LONDON: Oil prices edged higher on Friday and remained on course for strong weekly gains as renewed fighting between the United States and Iran raised fresh concerns over global energy supplies and shipping through the Strait of Hormuz.
Brent crude futures rose 19 cents to $76.49 per barrel, while US West Texas Intermediate (WTI) crude gained 19 cents to $72.27 per barrel. For the week, Brent was up around 6%, with WTI advancing nearly 5%.
Market sentiment remained supported by fears that escalating military exchanges could further disrupt oil exports from the Middle East. Tanker traffic through the Strait of Hormuz, a vital route for nearly one-fifth of the world’s oil and gas shipments, has slowed significantly as shipping companies reassess security risks.

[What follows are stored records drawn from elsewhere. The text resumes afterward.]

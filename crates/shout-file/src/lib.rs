//! shout-file - Filesystem-backed session store.

mod store;

pub use store::{FileStore, SESSION_FILE};
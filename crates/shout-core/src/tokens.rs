//! Bearer token types.

use std::fmt;

use crate::error::InvalidInputError;

macro_rules! bearer_token {
    ($(#[$doc:meta])* $name:ident, $kind:literal) => {
        $(#[$doc])*
        ///
        /// The value is opaque and never shown in `Debug` output.
        #[derive(Clone, PartialEq, Eq)]
        pub struct $name(String);

        impl $name {
            /// Wrap a token value, rejecting empty or whitespace-only input.
            pub fn new(token: impl Into<String>) -> Result<Self, InvalidInputError> {
                let token = token.into();
                if token.trim().is_empty() {
                    return Err(InvalidInputError::Token {
                        kind: $kind,
                        reason: "must not be empty".to_string(),
                    });
                }
                Ok(Self(token))
            }

            /// Returns the token value for use in an `Authorization` header
            /// or for persistence. Never log it.
            pub fn as_str(&self) -> &str {
                &self.0
            }
        }

        impl fmt::Debug for $name {
            fn fmt(&self, f: &mut fmt::Formatter<'_>) -> fmt::Result {
                f.debug_tuple(stringify!($name)).field(&"[REDACTED]").finish()
            }
        }
    };
}

bearer_token!(
    /// Short-lived token authorizing ordinary requests.
    AccessToken,
    "access token"
);

bearer_token!(
    /// Longer-lived token used only to mint a new token pair.
    RefreshToken,
    "refresh token"
);
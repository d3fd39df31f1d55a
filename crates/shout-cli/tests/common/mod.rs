use std::path::{Path, PathBuf};
use std::process::{Command, Output};

use serde_json::{Value, json};
use tempfile::TempDir;
use wiremock::MockServer;

/// An isolated session file plus a mock PDS to run the CLI against.
pub struct TestEnv {
    pub server: MockServer,
    dir: TempDir,
}

impl TestEnv {
    pub async fn start() -> Self {
        Self {
            server: MockServer::start().await,
            dir: TempDir::new().expect("Failed to create temp dir"),
        }
    }

    pub fn pds_url(&self) -> String {
        format!("http://127.0.0.1:{}", self.server.address().port())
    }

    pub fn session_file(&self) -> PathBuf {
        self.dir.path().join("shout").join("session.json")
    }

    /// Store a session as if a previous `shout login` had written it.
    pub fn seed_session(&self, access: &str, refresh: &str) {
        let path = self.session_file();
        std::fs::create_dir_all(path.parent().unwrap()).unwrap();
        std::fs::write(
            &path,
            serde_json::to_string_pretty(&json!({
                "did": "did:plc:alice",
                "handle": "alice.test",
                "accessToken": access,
                "refreshToken": refresh
            }))
            .unwrap(),
        )
        .unwrap();
    }

    /// The stored session record, or `None` if there is no file.
    pub fn stored_session(&self) -> Option<Value> {
        let contents = std::fs::read_to_string(self.session_file()).ok()?;
        Some(serde_json::from_str(&contents).expect("session file is not JSON"))
    }

    /// Run the CLI binary against the mock PDS.
    ///
    /// Runs on a blocking thread so the mock server keeps serving.
    pub async fn run(&self, args: &[&str]) -> Output {
        let pds = self.pds_url();
        let session_file = self.session_file();
        let args: Vec<String> = args.iter().map(|a| a.to_string()).collect();

        tokio::task::spawn_blocking(move || run_cli(&args, &pds, &session_file))
            .await
            .expect("CLI task panicked")
    }
}

fn run_cli(args: &[String], pds: &str, session_file: &Path) -> Output {
    Command::new(env!("CARGO_BIN_EXE_shout"))
        .args(args)
        .env("SHOUT_PDS", pds)
        .env("SHOUT_SESSION_FILE", session_file)
        .env("NO_COLOR", "1")
        .env_remove("SHOUT_PASSWORD")
        .env_remove("RUST_LOG")
        .output()
        .expect("Failed to execute CLI")
}

pub fn stdout(output: &Output) -> String {
    String::from_utf8_lossy(&output.stdout).to_string()
}

pub fn stderr(output: &Output) -> String {
    String::from_utf8_lossy(&output.stderr).to_string()
}
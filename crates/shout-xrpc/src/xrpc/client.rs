//! XRPC HTTP client implementation.

use std::time::Duration;

use reqwest::{RequestBuilder, Response};
use serde::{Serialize, de::DeserializeOwned};
use tracing::{debug, instrument, trace};

use shout_core::PdsUrl;
use shout_core::error::{ClientError, ProtocolError, TransportError};

use super::endpoints::XrpcErrorResponse;

/// HTTP client for XRPC procedures against a single PDS.
///
/// Every call is one request. Nothing is retried and nothing is cached.
#[derive(Debug, Clone)]
pub struct XrpcClient {
    client: reqwest::Client,
    pds: PdsUrl,
    timeout: Option<Duration>,
}

impl XrpcClient {
    /// Create a client for `pds`, optionally bounding each request by `timeout`.
    pub fn new(pds: PdsUrl, timeout: Option<Duration>) -> Result<Self, TransportError> {
        let mut builder =
            reqwest::Client::builder().user_agent(concat!("shout/", env!("CARGO_PKG_VERSION")));
        if let Some(timeout) = timeout {
            builder = builder.timeout(timeout);
        }
        let client = builder.build().map_err(|e| TransportError::Http {
            message: format!("failed to build HTTP client: {}", e),
        })?;

        Ok(Self {
            client,
            pds,
            timeout,
        })
    }

    /// Returns the PDS URL this client is configured for.
    pub fn pds(&self) -> &PdsUrl {
        &self.pds
    }

    /// Make an unauthenticated XRPC procedure (POST request).
    #[instrument(skip(self, body), fields(pds = %self.pds))]
    pub async fn procedure<B, R>(&self, method: &str, body: &B) -> Result<R, ClientError>
    where
        B: Serialize,
        R: DeserializeOwned,
    {
        let url = self.pds.xrpc_url(method);
        debug!(method, %url, "XRPC procedure");

        let response = self.send(self.client.post(&url).json(body)).await?;
        self.handle_response(response).await
    }

    /// Make an authenticated XRPC procedure (POST request).
    #[instrument(skip(self, body, token), fields(pds = %self.pds))]
    pub async fn procedure_authed<B, R>(
        &self,
        method: &str,
        body: &B,
        token: &str,
    ) -> Result<R, ClientError>
    where
        B: Serialize,
        R: DeserializeOwned,
    {
        let url = self.pds.xrpc_url(method);
        debug!(method, "XRPC authenticated procedure");

        let request = self.client.post(&url).json(body).bearer_auth(token);
        let response = self.send(request).await?;
        self.handle_response(response).await
    }

    /// Make an authenticated XRPC procedure with no request body.
    /// Used for endpoints like refreshSession that don't accept a body.
    #[instrument(skip(self, token), fields(pds = %self.pds))]
    pub async fn procedure_authed_no_body<R>(
        &self,
        method: &str,
        token: &str,
    ) -> Result<R, ClientError>
    where
        R: DeserializeOwned,
    {
        let url = self.pds.xrpc_url(method);
        debug!(method, "XRPC authenticated procedure (no body)");

        let response = self.send(self.client.post(&url).bearer_auth(token)).await?;
        self.handle_response(response).await
    }

    async fn send(&self, request: RequestBuilder) -> Result<Response, TransportError> {
        request.send().await.map_err(|e| self.transport_error(e))
    }

    /// Handle an XRPC response, parsing the body or error.
    async fn handle_response<R: DeserializeOwned>(
        &self,
        response: Response,
    ) -> Result<R, ClientError> {
        let status = response.status();
        trace!(status = %status, "XRPC response");

        let body = response.text().await.map_err(|e| self.transport_error(e))?;

        if status.is_success() {
            serde_json::from_str(&body).map_err(|e| {
                TransportError::Decode {
                    message: format!("unexpected response body: {}", e),
                }
                .into()
            })
        } else {
            Err(parse_error_response(status.as_u16(), body).into())
        }
    }

    fn transport_error(&self, err: reqwest::Error) -> TransportError {
        if err.is_timeout() {
            TransportError::Timeout {
                duration_ms: self.timeout.map_or(0, |t| t.as_millis() as u64),
            }
        } else if err.is_connect() {
            TransportError::Connection {
                message: err.to_string(),
            }
        } else if err.is_decode() {
            TransportError::Decode {
                message: err.to_string(),
            }
        } else {
            TransportError::Http {
                message: err.to_string(),
            }
        }
    }
}

/// Build a protocol error from a non-success response, keeping the raw body.
fn parse_error_response(status: u16, body: String) -> ProtocolError {
    match serde_json::from_str::<XrpcErrorResponse>(&body) {
        Ok(parsed) => ProtocolError::new(status, body, parsed.error, parsed.message),
        Err(_) => ProtocolError::new(status, body, None, None),
    }
}
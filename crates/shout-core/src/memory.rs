//! In-process session store.

use std::sync::{Arc, Mutex};

use async_trait::async_trait;

use crate::error::StoreError;
use crate::session::Session;
use crate::traits::CredentialStore;

/// A [`CredentialStore`] that keeps the session in memory.
///
/// Clones share the same slot, so a test can hand one clone to a
/// [`SessionManager`](crate::SessionManager) and inspect the other.
#[derive(Debug, Clone, Default)]
pub struct MemoryStore {
    slot: Arc<Mutex<Option<Session>>>,
    saves: Arc<Mutex<usize>>,
}

impl MemoryStore {
    pub fn new() -> Self {
        Self::default()
    }

    /// A store that already holds `session`.
    pub fn with_session(session: Session) -> Self {
        let store = Self::new();
        *store.lock_slot() = Some(session);
        store
    }

    /// The stored session, without going through the async trait.
    pub fn snapshot(&self) -> Option<Session> {
        self.lock_slot().clone()
    }

    /// How many times `save` has been called.
    pub fn save_count(&self) -> usize {
        *self.saves.lock().unwrap_or_else(|e| e.into_inner())
    }

    fn lock_slot(&self) -> std::sync::MutexGuard<'_, Option<Session>> {
        self.slot.lock().unwrap_or_else(|e| e.into_inner())
    }
}

#[async_trait]
impl CredentialStore for MemoryStore {
    async fn load(&self) -> Result<Option<Session>, StoreError> {
        Ok(self.snapshot())
    }

    async fn save(&self, session: &Session) -> Result<(), StoreError> {
        *self.lock_slot() = Some(session.clone());
        *self.saves.lock().unwrap_or_else(|e| e.into_inner()) += 1;
        Ok(())
    }

    async fn clear(&self) -> Result<(), StoreError> {
        *self.lock_slot() = None;
        Ok(())
    }
}
//! shout-xrpc - XRPC-backed session client.
//!
//! Implements [`shout_core::SessionClient`] over HTTPS against a PDS using
//! the `com.atproto.server.*` and `com.atproto.repo.*` procedures.

mod client;
mod xrpc;

pub use client::XrpcSessionClient;
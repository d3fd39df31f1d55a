//! Post command implementation.

use anyhow::{Context, Result};
use clap::Args;

use shout_core::{PostText, Publisher};

use crate::cli::GlobalArgs;
use crate::prompt::Prompt;
use crate::{context, output};

#[derive(Args, Debug)]
pub struct PostArgs {
    /// Text to publish (at most 300 characters)
    pub message: String,

    /// Print the receipt as JSON
    #[arg(long)]
    pub json: bool,
}

pub async fn run(args: PostArgs, global: &GlobalArgs) -> Result<()> {
    // Reject over-long text before prompting or loading a session.
    PostText::new(args.message.as_str()).context("Failed to post")?;

    let manager = context::manager(global)?;
    let session = manager
        .ensure_session(&Prompt::default())
        .await
        .context("No usable session")?;

    let receipt = Publisher::new(&manager)
        .post(&args.message, session)
        .await
        .context("Failed to post")?;

    if args.json {
        output::json(&receipt)?;
    } else {
        output::success("Posted");
        output::field("URI", &receipt.uri);
        output::field("CID", &receipt.cid);
    }

    Ok(())
}
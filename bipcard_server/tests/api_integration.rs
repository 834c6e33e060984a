use bipcard_lib::{BipCardClient, CoercionPolicy, PortalConfig};
use bipcard_server::{build_router, AppState};
use serde_json::json;
use wiremock::matchers::{method, path};
use wiremock::{Mock, MockServer, ResponseTemplate};

// Same pages as bipcard_lib/tests/fixtures; a portal layout change updates both sets.
fn load_fixture(name: &str) -> String {
    std::fs::read_to_string(format!("tests/fixtures/{}", name)).unwrap()
}

async fn spawn_app(portal: &MockServer) -> String {
    let client = BipCardClient::with_config(
        PortalConfig::with_base_url(&portal.uri()),
        CoercionPolicy::Strict,
    )
    .unwrap();
    let app = build_router(AppState::new(client));
    let listener = tokio::net::TcpListener::bind("127.0.0.1:0")
        .await
        .expect("bind");
    let addr = listener.local_addr().expect("local addr");
    tokio::spawn(async move { axum::serve(listener, app).await.expect("serve") });
    format!("http://{}", addr)
}

async fn mount_balance(portal: &MockServer, fixture: &str) {
    Mock::given(method("POST"))
        .and(path("/SesionPortalServlet"))
        .respond_with(ResponseTemplate::new(200).set_body_string(load_fixture(fixture)))
        .mount(portal)
        .await;
}

#[tokio::test]
async fn info_endpoint_returns_card_info() {
    let portal = MockServer::start().await;
    mount_balance(&portal, "balance_v1.html").await;
    let base = spawn_app(&portal).await;

    let resp = reqwest::get(format!("{}/api/v1/bipcard/123456789012/info", base))
        .await
        .unwrap();
    assert_eq!(resp.status(), 200);
    let body: serde_json::Value = resp.json().await.unwrap();
    assert_eq!(
        body,
        json!({
            "cardNumber": "123456789012",
            "contractStatus": "VIGENTE",
            "cardBalance": 45000,
            "cardBalanceDate": "2024-01-01T10:00:00"
        })
    );
}

#[tokio::test]
async fn movements_endpoint_returns_rows_in_order() {
    let portal = MockServer::start().await;
    mount_balance(&portal, "balance_v1.html").await;
    Mock::given(method("POST"))
        .and(path("/ComercialesPortalServlet"))
        .respond_with(ResponseTemplate::new(200).set_body_string(load_fixture("movements_v1.html")))
        .expect(1)
        .mount(&portal)
        .await;
    let base = spawn_app(&portal).await;

    let resp = reqwest::get(format!("{}/api/v1/bipcard/123456789012/movements", base))
        .await
        .unwrap();
    assert_eq!(resp.status(), 200);
    let body: serde_json::Value = resp.json().await.unwrap();
    let rows = body.as_array().unwrap();
    assert_eq!(rows.len(), 3);
    assert_eq!(
        rows[0],
        json!({
            "movementId": 9131,
            "typeMovement": "Carga",
            "dateTime": "2024-01-02T08:12:00",
            "place": "Metro Los Héroes",
            "amount": 10000,
            "balance": 10700
        })
    );
    assert_eq!(rows[1]["movementId"], 9132);
    assert_eq!(rows[2]["movementId"], 9140);
}

#[tokio::test]
async fn info_endpoint_reports_drifted_page() {
    let portal = MockServer::start().await;
    mount_balance(&portal, "balance_drift_7_cells.html").await;
    let base = spawn_app(&portal).await;

    let resp = reqwest::get(format!("{}/api/v1/bipcard/123456789012/info", base))
        .await
        .unwrap();
    assert_eq!(resp.status(), 500);
    let text = resp.text().await.unwrap();
    assert!(text.starts_with("scraping error: unexpected changes in webpage"), "{}", text);
}

#[tokio::test]
async fn movements_endpoint_fails_when_balance_page_drifted() {
    let portal = MockServer::start().await;
    // The drifted page still carries a KSI token, but its layout is not trusted.
    mount_balance(&portal, "balance_drift_7_cells.html").await;
    Mock::given(method("POST"))
        .and(path("/ComercialesPortalServlet"))
        .respond_with(ResponseTemplate::new(200))
        .expect(0)
        .mount(&portal)
        .await;
    let base = spawn_app(&portal).await;

    let resp = reqwest::get(format!("{}/api/v1/bipcard/123456789012/movements", base))
        .await
        .unwrap();
    assert_eq!(resp.status(), 500);
    let text = resp.text().await.unwrap();
    assert!(text.starts_with("scraping error: unexpected changes in webpage"), "{}", text);
}

#[tokio::test]
async fn blank_card_number_is_bad_request() {
    let portal = MockServer::start().await;
    Mock::given(method("POST"))
        .respond_with(ResponseTemplate::new(200))
        .expect(0)
        .mount(&portal)
        .await;
    let base = spawn_app(&portal).await;

    for route in ["info", "movements"] {
        let resp = reqwest::get(format!("{}/api/v1/bipcard/%20%20/{}", base, route))
            .await
            .unwrap();
        assert_eq!(resp.status(), 400);
        assert_eq!(resp.text().await.unwrap(), "card number is required");
    }
}

#[tokio::test]
async fn empty_card_number_segment_is_not_found() {
    let portal = MockServer::start().await;
    Mock::given(method("POST"))
        .respond_with(ResponseTemplate::new(200))
        .expect(0)
        .mount(&portal)
        .await;
    let base = spawn_app(&portal).await;

    for route in ["info", "movements"] {
        let resp = reqwest::get(format!("{}/api/v1/bipcard//{}", base, route))
            .await
            .unwrap();
        assert_eq!(resp.status(), 404);
    }
}

#[tokio::test]
async fn portal_outage_is_internal_error() {
    let portal = MockServer::start().await;
    Mock::given(method("POST"))
        .respond_with(ResponseTemplate::new(503).set_body_string("down for maintenance"))
        .mount(&portal)
        .await;
    let base = spawn_app(&portal).await;

    let resp = reqwest::get(format!("{}/api/v1/bipcard/123456789012/info", base))
        .await
        .unwrap();
    assert_eq!(resp.status(), 500);
    assert_eq!(resp.text().await.unwrap(), "portal request failed");
}

#[tokio::test]
async fn unknown_route_is_not_found() {
    let portal = MockServer::start().await;
    let base = spawn_app(&portal).await;

    let resp = reqwest::get(format!("{}/api/v1/bipcard/123456789012/history", base))
        .await
        .unwrap();
    assert_eq!(resp.status(), 404);
}
//! Outbound transport: form-encoded POSTs to the portal servlets.

use async_trait::async_trait;
use url::Url;

use crate::{config::PortalConfig, user_agent::get_user_agent, Error};

const FORM_CONTENT_TYPE: &str = "application/x-www-form-urlencoded";

/// Sends a form body to a portal endpoint and returns the raw response bytes.
///
/// Failures propagate unchanged. Nothing here retries.
#[async_trait]
pub trait Transport: Send + Sync {
    async fn post(&self, url: &Url, form_body: &str) -> Result<Vec<u8>, Error>;
}

/// [`Transport`] backed by a shared `reqwest::Client`.
pub struct HttpTransport {
    http: reqwest::Client,
}

impl HttpTransport {
    pub fn new(config: &PortalConfig) -> Result<Self, Error> {
        let user_agent = config
            .user_agent
            .clone()
            .unwrap_or_else(|| get_user_agent().to_string());
        let http = reqwest::Client::builder()
            .user_agent(user_agent)
            .timeout(config.timeout)
            .build()
            .map_err(|e| {
                tracing::error!("Failed to build HTTP client: {}", e);
                Error::RequestFailed(e.to_string())
            })?;
        Ok(Self { http })
    }
}

#[async_trait]
impl Transport for HttpTransport {
    async fn post(&self, url: &Url, form_body: &str) -> Result<Vec<u8>, Error> {
        tracing::debug!(url = %url, body_len = form_body.len(), "posting portal form");
        let resp = self
            .http
            .post(url.clone())
            .header("content-type", FORM_CONTENT_TYPE)
            .header("accept", "text/html,application/xhtml+xml")
            .header("accept-language", "es-CL,es;q=0.9")
            .body(form_body.to_string())
            .send()
            .await
            .map_err(|e| {
                tracing::error!("Failed to post form to {}: {}", url, e);
                Error::RequestFailed(e.to_string())
            })?;

        let status = resp.status();
        let body = resp.bytes().await.map_err(|e| {
            tracing::error!("Failed to read response body: {}", e);
            Error::RequestFailed(e.to_string())
        })?;

        if !status.is_success() {
            let snippet = truncate_body(&String::from_utf8_lossy(&body));
            tracing::error!("Request failed with status {}: {}", status, snippet);
            return Err(Error::HttpStatus {
                status: status.as_u16(),
                body: snippet,
            });
        }

        Ok(body.to_vec())
    }
}

fn truncate_body(body: &str) -> String {
    const MAX: usize = 2000;
    if body.len() <= MAX {
        return body.to_string();
    }
    let mut end = MAX;
    while !body.is_char_boundary(end) {
        end -= 1;
    }
    format!("{}...[truncated]", &body[..end])
}

#[cfg(test)]
mod tests {
    use super::*;

    #[test]
    fn short_body_untouched() {
        assert_eq!(truncate_body("oops"), "oops");
    }

    #[test]
    fn long_body_truncated_on_char_boundary() {
        let body = "ñ".repeat(1500);
        let out = truncate_body(&body);
        assert!(out.ends_with("...[truncated]"));
        assert!(out.len() <= 2000 + "...[truncated]".len());
    }
}
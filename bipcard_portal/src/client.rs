//! Client that resolves portal endpoints and submits request forms.

use crate::{
    config::PortalConfig,
    form::Form,
    transport::{HttpTransport, Transport},
    Error,
};

/// Low-level portal client.
///
/// Holds the endpoint configuration and a [`Transport`]. Each call posts a
/// single form and hands back the page as text; it keeps no session state.
pub struct PortalClient<T = HttpTransport> {
    config: PortalConfig,
    transport: T,
}

impl PortalClient<HttpTransport> {
    /// Creates a client with a custom configuration. Used for testing with wiremock.
    pub fn with_config(config: PortalConfig) -> Result<Self, Error> {
        let transport = HttpTransport::new(&config)?;
        Ok(Self { config, transport })
    }
}

impl<T: Transport> PortalClient<T> {
    /// Creates a client over an arbitrary transport.
    pub fn with_transport(config: PortalConfig, transport: T) -> Self {
        Self { config, transport }
    }


    /// Posts the form to its endpoint and returns the raw response bytes.
    pub async fn submit<F: Form>(&self, form: &F) -> Result<Vec<u8>, Error> {
        let url = self.config.endpoint_url(form.endpoint())?;
        self.transport.post(&url, &form.to_form_body()).await
    }

    /// Posts the form and decodes the response as HTML text.
    ///
    /// Invalid UTF-8 sequences are replaced rather than rejected; the portal
    /// does not declare a reliable charset.
    pub async fn submit_html<F: Form>(&self, form: &F) -> Result<String, Error> {
        let bytes = self.submit(form).await?;
        Ok(String::from_utf8_lossy(&bytes).into_owned())
    }
}
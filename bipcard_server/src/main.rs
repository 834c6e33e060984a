use anyhow::{Context, Result};
use bipcard_lib::BipCardClient;
use bipcard_server::{build_router, AppState, ServerArgs};
use clap::Parser;
use tokio::net::TcpListener;
use tracing::info;
use tracing_subscriber::EnvFilter;

#[tokio::main]
async fn main() -> Result<()> {
    dotenvy::dotenv().ok();

    tracing_subscriber::fmt()
        .with_env_filter(
            EnvFilter::from_default_env()
                .add_directive("bipcard_server=info".parse()?)
                .add_directive("bipcard_lib=info".parse()?),
        )
        .with_target(false)
        .init();

    let args = ServerArgs::parse();

    let client = BipCardClient::with_config(args.portal_config(), args.coercion_policy())
        .context("failed to build portal client")?;
    let app = build_router(AppState::new(client));

    let listener = TcpListener::bind(args.bind)
        .await
        .with_context(|| format!("failed to bind {}", args.bind))?;
    info!(
        bind = %args.bind,
        portal = %args.portal_base_url,
        policy = ?args.coercion_policy(),
        "bipcard-server listening"
    );

    axum::serve(listener, app)
        .with_graceful_shutdown(shutdown_signal())
        .await
        .context("server failed")?;

    Ok(())
}

async fn shutdown_signal() {
    if let Err(e) = tokio::signal::ctrl_c().await {
        tracing::error!("failed to listen for shutdown signal: {}", e);
        std::future::pending::<()>().await;
    }
    info!("shutdown signal received");
}
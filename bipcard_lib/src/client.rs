//! Card pipeline: validates input, drives the portal, and scrapes the pages.

use bipcard_portal::{
    BalanceForm, HttpTransport, MovementsForm, PortalClient, PortalConfig, Transport,
};
use chrono::{DateTime, Utc};

use crate::error::BipCardError;
use crate::scrape::{CoercionPolicy, Scraper};
use crate::types::{CardInfo, CardMovement};
use crate::validation::validate_card_number;

/// Stateless client for card info and movements.
///
/// Nothing is carried between calls: every call fetches a fresh balance page,
/// and movements re-derive their KSI token from it. The compiled patterns and
/// the underlying HTTP client are the only shared state, and both are
/// immutable, so one instance can serve concurrent requests.
pub struct BipCardClient<T = HttpTransport> {
    portal: PortalClient<T>,
    scraper: Scraper,
}

impl BipCardClient<HttpTransport> {
    pub fn with_config(config: PortalConfig, policy: CoercionPolicy) -> Result<Self, BipCardError> {
        Ok(Self {
            portal: PortalClient::with_config(config)?,
            scraper: Scraper::new(policy)?,
        })
    }
}

impl<T: Transport> BipCardClient<T> {
    /// Creates a client over an arbitrary transport.
    pub fn with_transport(
        config: PortalConfig,
        transport: T,
        policy: CoercionPolicy,
    ) -> Result<Self, BipCardError> {
        Ok(Self {
            portal: PortalClient::with_transport(config, transport),
            scraper: Scraper::new(policy)?,
        })
    }

    /// Fetches the balance page and extracts the card summary.
    pub async fn card_info(&self, card_number: &str) -> Result<CardInfo, BipCardError> {
        let card_number = validate_card_number(card_number)?;
        let html = self.balance_page(&card_number).await?;
        let info = self.scraper.card_info(&html)?;
        tracing::debug!(card = %card_number, "card info scraped");
        Ok(info)
    }

    /// Fetches the movements page, authorized by a fresh KSI token.
    pub async fn card_movements(
        &self,
        card_number: &str,
    ) -> Result<Vec<CardMovement>, BipCardError> {
        self.card_movements_at(card_number, Utc::now()).await
    }

    /// Same as [`card_movements`](Self::card_movements) with an explicit
    /// request timestamp for the movements form.
    pub async fn card_movements_at(
        &self,
        card_number: &str,
        requested_at: DateTime<Utc>,
    ) -> Result<Vec<CardMovement>, BipCardError> {
        let card_number = validate_card_number(card_number)?;
        let html = self.balance_page(&card_number).await?;
        // A drifted balance page is not trusted to carry a usable token.
        self.scraper.check_balance_page(&html)?;
        let ksi = self.scraper.session_token(&html)?;

        let form = MovementsForm::new(&ksi, requested_at);
        let html = self.portal.submit_html(&form).await?;
        let movements = self.scraper.movements(&html)?;
        tracing::debug!(card = %card_number, count = movements.len(), "card movements scraped");
        Ok(movements)
    }

    async fn balance_page(&self, card_number: &str) -> Result<String, BipCardError> {
        let html = self.portal.submit_html(&BalanceForm::new(card_number)).await?;
        Ok(html)
    }
}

Analysts said geopolitical tensions continue to add a risk premium to oil prices, although expectations of renewed diplomatic engagement between Washington and Tehran have helped prevent a sharper rally.
The latest surge in prices follows fresh military exchanges between the US and Iran, including Iranian strikes on American military facilities in Gulf states after US attacks on Iranian targets. Reports of explosions in southern Iran, including near the Bushehr nuclear facility, have also heightened market uncertainty.
Despite the heightened tensions, US President Donald Trump expressed confidence that the confrontation would not escalate into a prolonged conflict. Analysts noted that markets were also reassured by Washington’s decision to avoid targeting Iran’s energy infrastructure, reducing fears of severe disruptions to global oil supplies.